I agree...but it also helps to be 25 years old instead of 60! Very few people play with the same fire at 60 and they did at 25. Clapton's doing pretty darn good...not everyone can be a Buddy Guy! (I saw Buddy last month and thought he played better than when I saw him twenty years ago!) EVH doesn't play with the same fire he used to and he's not even close to 60...

Lew
 
Re: I don't care what Fender is paying him

I know this is an old thread but I had to resurrect it just to say I relistened to the live at the Royal Albert Hall concert and there is one true gem in there. "Pressed Rat and Warthog." Eric gets a great tone on that one, Ginger Baker sings, and it has a real laid back vibe but at the sme time it's very catchy.
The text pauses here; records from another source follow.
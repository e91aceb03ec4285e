//! Frames parked while route discovery runs.

use alloc::vec::Vec;

use crate::buffer::FrameBuf;
use crate::collections::SlotTable;
use crate::route_table::RoutingTable;
use crate::types::{NwkError, ShortAddr, PENDING_EXPIRY_TICKS};
use crate::wire::NwkHeader;

/// A queued frame with the header it will be re-sent with.
#[derive(Debug, Clone)]
pub struct PendingFrame {
    pub frame: FrameBuf,
    pub header: NwkHeader,
    /// Confirm handle for locally originated frames.
    pub handle: Option<u8>,
    pub expiry: u8,
}

pub struct PendingQueue {
    entries: SlotTable<PendingFrame>,
}

impl PendingQueue {
    pub fn new(capacity: usize) -> Self {
        Self {
            entries: SlotTable::with_capacity(capacity),
        }
    }

    /// Take ownership of `frame`. On a full queue the frame is dropped.
    pub fn add_new(
        &mut self,
        frame: FrameBuf,
        header: NwkHeader,
        handle: Option<u8>,
    ) -> Result<(), NwkError> {
        self.entries
            .insert(PendingFrame {
                frame,
                header,
                handle,
                expiry: PENDING_EXPIRY_TICKS,
            })
            .map(|_| ())
            .ok_or(NwkError::TableFull)
    }

    /// Remove and return, in queue order, every frame whose destination now
    /// has a usable route.
    pub fn take_routable(&mut self, routes: &RoutingTable) -> Vec<PendingFrame> {
        self.entries.retain(|p| !routes.rte_exists(p.header.dest_addr))
    }

    /// One slow tick; returns frames whose discovery timed out.
    pub fn periodic(&mut self) -> Vec<PendingFrame> {
        self.entries.retain(|p| {
            p.expiry = p.expiry.saturating_sub(1);
            p.expiry > 0
        })
    }

    pub fn contains(&self, dest: ShortAddr) -> bool {
        self.entries.values().any(|p| p.header.dest_addr == dest)
    }

    pub fn clear(&mut self) {
        self.entries.clear();
    }

    pub fn iter(&self) -> impl Iterator<Item = &PendingFrame> + '_ {
        self.entries.values()
    }

    pub fn len(&self) -> usize {
        self.entries.len()
    }

    pub fn is_empty(&self) -> bool {
        self.entries.is_empty()
    }
}
#![forbid(unsafe_code)]
//! nwkstack - network layer for IEEE 802.15.4 mesh networks
//!
//! Forwarding and routing core of a Zigbee-class network layer: it decides
//! how every data frame leaves a node and what happens to every frame that
//! arrives.
//!
//! This crate is `no_std` but **requires the `alloc` crate**. Tables are
//! heap-allocated with capacities fixed at construction, see
//! [`NwkConfig`](config::NwkConfig).
//!
//! # Key Properties
//!
//! - Hierarchical (Cskip) address assignment lets any router compute a
//!   tree next hop from addresses alone
//! - Mesh routes, once discovered, take precedence over the tree
//! - Frames to unknown destinations wait in a bounded queue while route
//!   discovery runs
//! - Broadcasts are flooded with passive acknowledgement and jittered
//!   retries, one at a time per node
//! - All timers are driven by a single one-second tick plus the broadcast
//!   ack window
//!
//! # Example (basic usage)
//!
//! ```ignore
//! use nwkstack::{DefaultConfig, NibConfig, Nwk, Timestamp};
//! use nwkstack::traits::test_impls::{MockClock, MockMac, MockRandom};
//!
//! let mut nwk = Nwk::<_, _, _, DefaultConfig>::new(
//!     MockMac::default(),
//!     MockRandom::new(),
//!     MockClock::new(),
//!     NibConfig::coordinator(),
//! );
//! nwk.form_network(Timestamp::ZERO).unwrap();
//!
//! assert!(nwk.nib().is_coordinator());
//! assert_eq!(nwk.assign_router_address(), Some(1));
//! ```
//!
//! # Example (integration pattern)
//!
//! ```text
//! use nwkstack::{Nwk, Mac, Clock, Random, DataRequest};
//!
//! // Implement Mac, Clock and Random for your platform...
//!
//! // let mut nwk = Nwk::new(mac, random, clock, NibConfig::router());
//! // nwk.join_network(parent, short_addr, depth, clock.now())?;
//!
//! // spawn(async move {
//! //     nwk.run().await;
//! // });
//!
//! // nwk.outgoing().send(DataRequest { .. }).await;
//! // let indication = nwk.incoming().receive().await;
//! ```
//!
//! # Module Structure
//!
//! - [`types`] - Addresses, statuses, requests, indications and events
//! - [`wire`] - NWK header encoding
//! - [`buffer`] - Frame buffers with header headroom
//! - [`traits`] - Mac, Clock and Random traits
//! - [`node`] - The `Nwk` engine: lifecycle, timers, channels
//! - [`routing`] - Forwarding decisions and inbound dispatch
//! - [`tree`] - Cskip address arithmetic and tree next hop
//! - [`neighbor`], [`route_table`], [`discovery`], [`pending`],
//!   [`broadcast`], [`address_map`] - NWK tables
//! - [`nib`] - Network information base
//! - [`time`] - Timestamp and Duration types
//! - [`config`] - Table capacities and device presets

#![cfg_attr(not(test), no_std)]

// Prevent test/debug features from being used in release builds.
#[cfg(all(feature = "test-support", not(test), not(debug_assertions)))]
compile_error!(
    "The `test-support` feature must not be enabled in release builds. \
     It includes a mock link layer and a predictable random source."
);

#[cfg(all(feature = "debug", not(test), not(debug_assertions)))]
compile_error!(
    "The `debug` feature must not be enabled in release builds. \
     It adds protocol tracing overhead intended only for development and simulation."
);

extern crate alloc;

pub mod address_map;
pub mod broadcast;
pub mod buffer;
pub mod collections;
pub mod config;
#[macro_use]
pub mod debug;
pub mod discovery;
pub mod neighbor;
pub mod nib;
pub mod node;
pub mod pending;
pub mod route_table;
pub mod routing;
pub mod time;
pub mod traits;
pub mod tree;
pub mod types;
pub mod wire;

// Re-export main types at crate root
pub use buffer::FrameBuf;
pub use config::{DefaultConfig, NibConfig, NwkConfig, SmallConfig};
pub use node::Nwk;
pub use routing::{ForwardOutcome, ForwardPath};
pub use time::{Duration, Timestamp};
pub use traits::{Clock, Mac, MacDataIndication, MacDataRequest, MacEvent, Random};
pub use types::{
    DataIndication, DataRequest, DeviceType, DiscoverRoute, Event, ExtAddr, Indication,
    MacStatus, NwkError, NwkMetrics, NwkStatus, PanId, RouteStatus, ShortAddr,
};
pub use wire::{DecodeError, NwkHeader};

// Re-export constants
pub use types::{
    COORDINATOR_ADDR, MAC_BROADCAST_ADDR, NWK_BROADCAST_ALL, NWK_BROADCAST_LOW_POWER_ROUTERS,
    NWK_BROADCAST_ROUTERS, NWK_BROADCAST_RX_ON_WHEN_IDLE, UNASSIGNED_ADDR,
};

#[cfg(test)]
mod tests {
    use super::*;
    use crate::neighbor::NeighborEntry;
    use crate::traits::test_impls::{MockClock, MockMac, MockRandom};

    type TestNwk = Nwk<MockMac, MockRandom, MockClock, DefaultConfig>;

    fn node(config: NibConfig) -> TestNwk {
        Nwk::new(
            MockMac::default(),
            MockRandom::new(),
            MockClock::new(),
            config.with_tree(4, 10, 3),
        )
    }

    /// Move every frame `from` sent onto `to`, as a link would.
    fn deliver(from: &mut TestNwk, to: &mut TestNwk) -> usize {
        let pan_id = from.mac().pan_id;
        let src = from.short_addr();
        let frames = from.mac_mut().take_sent();
        let count = frames.len();
        for (req, frame) in frames {
            let indication = MacDataIndication {
                src_addr: src,
                dest_addr: req.dest_addr,
                pan_id,
                lqi: 255,
            };
            to.handle_mac_rx(indication, frame, Timestamp::ZERO);
        }
        count
    }

    fn received(nwk: &TestNwk) -> Vec<DataIndication> {
        let mut out = Vec::new();
        while let Ok(i) = nwk.incoming().try_receive() {
            if let Indication::Data(d) = i {
                out.push(d);
            }
        }
        out
    }

    fn child_of(parent: &mut TestNwk, child: &TestNwk) {
        let mut entry = NeighborEntry::new(child.short_addr(), 0x1a62, child.nib().device_type);
        entry.relationship = types::Relationship::Child;
        entry.rx_on_when_idle = child.nib().rx_on_when_idle;
        parent.neighbors_mut().add(entry).unwrap();
    }

    #[test]
    fn test_two_hop_tree_delivery_and_reply() {
        let mut coord = node(NibConfig::coordinator());
        coord.form_network(Timestamp::ZERO).unwrap();

        let router_addr = coord.assign_router_address().unwrap();
        assert_eq!(router_addr, 1);
        let mut router = node(NibConfig::router());
        router
            .join_network(
                NeighborEntry::new(COORDINATOR_ADDR, 0x1a62, DeviceType::Coordinator),
                router_addr,
                1,
                Timestamp::ZERO,
            )
            .unwrap();
        child_of(&mut coord, &router);

        // Cskip(1) = 11: router 1's end devices start at 1 + 4 * 11 + 1.
        let ed_addr = router.assign_end_device_address().unwrap();
        assert_eq!(ed_addr, 46);
        let mut ed = node(NibConfig::end_device());
        ed.join_network(
            NeighborEntry::new(router_addr, 0x1a62, DeviceType::Router),
            ed_addr,
            2,
            Timestamp::ZERO,
        )
        .unwrap();
        child_of(&mut router, &ed);

        coord.handle_data_request(
            DataRequest {
                dest: ed_addr,
                radius: 0,
                discover_route: DiscoverRoute::Suppress,
                handle: 1,
                payload: FrameBuf::from_payload(b"down"),
            },
            Timestamp::ZERO,
        );
        assert_eq!(deliver(&mut coord, &mut router), 1);
        assert_eq!(deliver(&mut router, &mut ed), 1);

        let got = received(&ed);
        assert_eq!(got.len(), 1);
        assert_eq!(got[0].src_addr, COORDINATOR_ADDR);
        assert_eq!(got[0].link_src, router_addr);
        assert_eq!(got[0].radius, 5);
        assert_eq!(got[0].payload.payload(), b"down");

        ed.handle_data_request(
            DataRequest {
                dest: COORDINATOR_ADDR,
                radius: 0,
                discover_route: DiscoverRoute::Suppress,
                handle: 2,
                payload: FrameBuf::from_payload(b"up"),
            },
            Timestamp::ZERO,
        );
        assert_eq!(deliver(&mut ed, &mut router), 1);
        assert_eq!(deliver(&mut router, &mut coord), 1);
        let got = received(&coord);
        assert_eq!(got.len(), 1);
        assert_eq!(got[0].src_addr, ed_addr);
        assert_eq!(router.metrics().frames_relayed, 2);
    }
}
I can't stop listening to it. I don't suppose anyone knows where I could find tab for it, or at least the chords?
 
Re: I don't care what Fender is paying him

I personally did not like the "Cream sound". Ironic because I love buckers (and SG's specifically).

Clapton's sound in the 70's ("Lay Down Sally", "Motherless Children" era) is my all-time fave. I love that greasy, swampy country thing. Have seen him plenty of times with Blackie abd his strat sounded amazing.

I think his newer tone is underrated. For one, it is actually thicker to my ears than his older tone due to the midrange boost in the Clapton Strat (great guitar IMHO). I don't find it thin or lifeless at all.

I saw him last year at MSG and thought he was great. The crowd was lame as hell (nerdy suit wearing corporate types - the smell of weed nowhere to be found - weird). But I thought his playing and tone were top notch.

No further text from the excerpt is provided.